What is expected
Find the line with "let scaled_mean = fitness.iter().map(|f|" in the records below. Copy it and every line after it, up to and including the line with "Why the run stopped".

== Extracted records

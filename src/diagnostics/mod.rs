//! Diagnostics and statistics
//!
//! This module provides per-generation statistics and the summary of a
//! complete run.

use std::time::Duration;

use serde::{Deserialize, Serialize};

use crate::genome::dna::Dna;

/// Statistics for a single evaluated generation
#[derive(Clone, Debug, PartialEq, Serialize, Deserialize)]
pub struct GenerationStats {
    /// Generation number
    pub generation: usize,
    /// Number of individuals evaluated
    pub population_size: usize,
    /// Best fitness in this generation
    pub best_fitness: f64,
    /// Worst fitness in this generation
    pub worst_fitness: f64,
    /// Mean fitness
    pub mean_fitness: f64,
    /// Fitness standard deviation
    pub fitness_std: f64,
    /// Whether every fitness was zero and parents were drawn uniformly
    pub uniform_fallback: bool,
    /// Wall time spent on the generation transition (ms)
    pub elapsed_ms: f64,
}

impl GenerationStats {
    /// Compute statistics from the fitness values of one generation
    pub fn from_fitness(generation: usize, fitness: &[f64], uniform_fallback: bool) -> Self {
        if fitness.is_empty() {
            return Self {
                generation,
                population_size: 0,
                best_fitness: 0.0,
                worst_fitness: 0.0,
                mean_fitness: 0.0,
                fitness_std: 0.0,
                uniform_fallback,
                elapsed_ms: 0.0,
            };
        }

        let n = fitness.len() as f64;
        let best = fitness.iter().copied().fold(f64::NEG_INFINITY, f64::max);
        let worst = fitness.iter().copied().fold(f64::INFINITY, f64::min);
        // Work relative to the largest magnitude so huge values cannot overflow
        let magnitude = fitness.iter().fold(0.0f64, |m, f| m.max(f.abs()));
        let scale = if magnitude > 0.0 { magnitude } else { 1.0 };
        let scaled_mean = fitness.iter().map(|f| f / scale).sum::<f64>() / n;
        let scaled_variance = if fitness.len() > 1 {
            fitness
                .iter()
                .map(|f| (f / scale - scaled_mean).powi(2))
                .sum::<f64>()
                / (n - 1.0)
        } else {
            0.0
        };
        let mean = scaled_mean * scale;
        let std = scaled_variance.sqrt() * scale;

        Self {
            generation,
            population_size: fitness.len(),
            best_fitness: best,
            worst_fitness: worst,
            mean_fitness: mean,
            fitness_std: std,
            uniform_fallback,
            elapsed_ms: 0.0,
        }
    }

    /// Set the elapsed time
    pub fn with_elapsed(mut self, duration: Duration) -> Self {
        self.elapsed_ms = duration.as_secs_f64() * 1000.0;
        self
    }
}

/// Outcome of `Engine::run`
#[derive(Clone, Debug, Serialize, Deserialize)]
pub struct EvolutionSummary<G> {
    /// Generation counter when the run stopped
    pub generations: usize,
    /// DNA of the best individual evaluated during the run
    pub best_dna: Option<Dna<G>>,
    /// Fitness of that individual
    pub best_fitness: Option<f64>,
    /// Statistics per evaluated generation
    pub history: Vec<GenerationStats>,
    /// Why the run stopped
    pub termination_reason: Option<String>,
    /// Total runtime in milliseconds
    pub total_runtime_ms: f64,
}

impl<G> EvolutionSummary<G> {
    /// Best fitness of each evaluated generation, in order
    pub fn best_fitness_history(&self) -> Vec<f64> {
        self.history.iter().map(|g| g.best_fitness).collect()
    }

    /// Mean fitness of each evaluated generation, in order
    pub fn mean_fitness_history(&self) -> Vec<f64> {
        self.history.iter().map(|g| g.mean_fitness).collect()
    }

    /// Human-readable summary of the run
    pub fn summary(&self) -> String {
        format!(
            "Evolution Summary:\n\
             - Generations: {}\n\
             - Best fitness: {:.6}\n\
             - Runtime: {:.2}ms\n\
             - Termination: {}",
            self.generations,
            self.best_fitness.unwrap_or(f64::NAN),
            self.total_runtime_ms,
            self.termination_reason.as_deref().unwrap_or("unknown")
        )
    }
}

====

Task result
        let scaled_mean = fitness.iter().map(|f| f / scale).sum::<f64>() / n;
        let scaled_variance = if fitness.len() > 1 {
            fitness
                .iter()
                .map(|f| (f / scale - scaled_mean).powi(2))
                .sum::<f64>()
                / (n - 1.0)
        } else {
            0.0
        };
        let mean = scaled_mean * scale;
        let std = scaled_variance.sqrt() * scale;

        Self {
            generation,
            population_size: fitness.len(),
            best_fitness: best,
            worst_fitness: worst,
            mean_fitness: mean,
            fitness_std: std,
            uniform_fallback,
            elapsed_ms: 0.0,
        }
    }

    /// Set the elapsed time
    pub fn with_elapsed(mut self, duration: Duration) -> Self {
        self.elapsed_ms = duration.as_secs_f64() * 1000.0;
        self
    }
}

/// Outcome of `Engine::run`
#[derive(Clone, Debug, Serialize, Deserialize)]
pub struct EvolutionSummary<G> {
    /// Generation counter when the run stopped
    pub generations: usize,
    /// DNA of the best individual evaluated during the run
    pub best_dna: Option<Dna<G>>,
    /// Fitness of that individual
    pub best_fitness: Option<f64>,
    /// Statistics per evaluated generation
    pub history: Vec<GenerationStats>,
    /// Why the run stopped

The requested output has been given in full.